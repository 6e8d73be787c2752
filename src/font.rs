//! Menu label rasterization with fontdue, fonts located through fontconfig

use anyhow::{Context, Result};
use fontconfig::{Fontconfig, Pattern};
use fontdue::{Font, FontSettings};
use std::ffi::CString;
use std::fs;
use std::path::PathBuf;
use tracing::{debug, info, warn};

/// Families asked from fontconfig, in order
const PREFERRED_FAMILIES: &[&str] = &["Sans", "DejaVu Sans", "Liberation Sans", "Noto Sans"];

/// Fallback locations when fontconfig has nothing usable
const FALLBACK_PATHS: &[&str] = &[
    "/usr/share/fonts/truetype/dejavu/DejaVuSans.ttf",
    "/usr/share/fonts/TTF/DejaVuSans.ttf",
    "/usr/share/fonts/dejavu/DejaVuSans.ttf",
    "/usr/share/fonts/truetype/liberation/LiberationSans-Regular.ttf",
    "/usr/share/fonts/liberation/LiberationSans-Regular.ttf",
    "/usr/share/fonts/noto/NotoSans-Regular.ttf",
];

/// Text as a premultiplied ARGB bitmap
pub struct RenderedText {
    pub width: usize,
    pub height: usize,
    pub data: Vec<u32>,
}

impl RenderedText {
    fn empty() -> Self {
        Self { width: 0, height: 0, data: Vec::new() }
    }

    pub fn is_empty(&self) -> bool {
        self.width == 0 || self.height == 0
    }

    /// Pixels as bytes in the X server's native order (little-endian BGRA)
    pub fn to_bgra_bytes(&self) -> Vec<u8> {
        self.data.iter().flat_map(|pixel| pixel.to_le_bytes()).collect()
    }
}

#[derive(Debug)]
pub struct FontRenderer {
    font: Font,
    size: f32,
}

/// Resolve a family name to a font file
pub fn find_font_path(family: &str) -> Result<PathBuf> {
    let fc = Fontconfig::new().context("Failed to initialize fontconfig")?;
    let mut pattern = Pattern::new(&fc);
    let family_cstr = CString::new(family)
        .with_context(|| format!("Invalid family name: {}", family))?;
    pattern.add_string(fontconfig::FC_FAMILY, &family_cstr);

    let matched = pattern.font_match();
    let path = matched
        .filename()
        .map(PathBuf::from)
        .with_context(|| format!("No font file found for '{}'", family))?;
    if !path.exists() {
        anyhow::bail!("Font file path '{}' does not exist", path.display());
    }
    debug!(family, path = %path.display(), "Resolved font via fontconfig");
    Ok(path)
}

impl FontRenderer {
    pub fn from_path(path: PathBuf, size: f32) -> Result<Self> {
        let font_data = fs::read(&path)
            .with_context(|| format!("Failed to read font file: {}", path.display()))?;
        let font = Font::from_bytes(font_data, FontSettings::default())
            .map_err(|e| anyhow::anyhow!("Failed to parse font {}: {}", path.display(), e))?;
        info!(path = %path.display(), size, "Loaded font");
        Ok(Self { font, size })
    }

    /// Load the desktop's sans font, then well-known paths
    pub fn from_system_font(size: f32) -> Result<Self> {
        for family in PREFERRED_FAMILIES {
            match find_font_path(family).and_then(|path| Self::from_path(path, size)) {
                Ok(renderer) => return Ok(renderer),
                Err(e) => debug!(family, error = ?e, "Font family unavailable"),
            }
        }

        for path in FALLBACK_PATHS {
            if let Ok(renderer) = Self::from_path(PathBuf::from(path), size) {
                return Ok(renderer);
            }
        }

        warn!("No TrueType font found, context menu falls back to the core X font");
        anyhow::bail!(
            "Could not find any system fonts. Tried families {:?} and paths {:?}",
            PREFERRED_FAMILIES,
            FALLBACK_PATHS
        )
    }

    /// Rasterize `text` in `fg_color` (straight ARGB) on a transparent background
    pub fn render_text(&self, text: &str, fg_color: u32) -> RenderedText {
        if text.is_empty() {
            return RenderedText::empty();
        }

        let mut glyphs = Vec::with_capacity(text.len());
        let mut pen = 0.0f32;
        let mut ascent = 0i32;
        let mut descent = 0i32;
        for ch in text.chars() {
            let (metrics, bitmap) = self.font.rasterize(ch, self.size);
            ascent = ascent.max(metrics.height as i32 + metrics.ymin);
            descent = descent.max(-metrics.ymin);
            glyphs.push((pen as i32 + metrics.xmin, metrics, bitmap));
            pen += metrics.advance_width;
        }

        let width = pen.ceil() as usize;
        let height = (ascent + descent).max(0) as usize;
        if width == 0 || height == 0 {
            return RenderedText::empty();
        }

        let [fg_b, fg_g, fg_r, fg_a] = fg_color.to_le_bytes().map(|c| c as f32 / 255.0);
        let mut data = vec![0u32; width * height];
        for (x_offset, metrics, bitmap) in glyphs {
            let top = ascent - (metrics.height as i32 + metrics.ymin);
            for gy in 0..metrics.height {
                for gx in 0..metrics.width {
                    let px = x_offset + gx as i32;
                    let py = top + gy as i32;
                    if px < 0 || py < 0 || px >= width as i32 || py >= height as i32 {
                        continue;
                    }
                    let coverage = bitmap[gy * metrics.width + gx] as f32 / 255.0;
                    if coverage > 0.0 {
                        let channel = |c: f32| (c * coverage * 255.0) as u32;
                        data[py as usize * width + px as usize] = (channel(fg_a) << 24)
                            | (channel(fg_r) << 16)
                            | (channel(fg_g) << 8)
                            | channel(fg_b);
                    }
                }
            }
        }

        RenderedText { width, height, data }
    }
}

## WHAT THE TASK REQUIRES:
Look for the string "channel" in the entries above. Copy every line that has it.

## ANSWER TO THIS EXERCISE:
                        let channel = |c: f32| (c * coverage * 255.0) as u32;
                        data[py as usize * width + px as usize] = (channel(fg_a) << 24)
                            | (channel(fg_r) << 16)
                            | (channel(fg_g) << 8)
                            | channel(fg_b);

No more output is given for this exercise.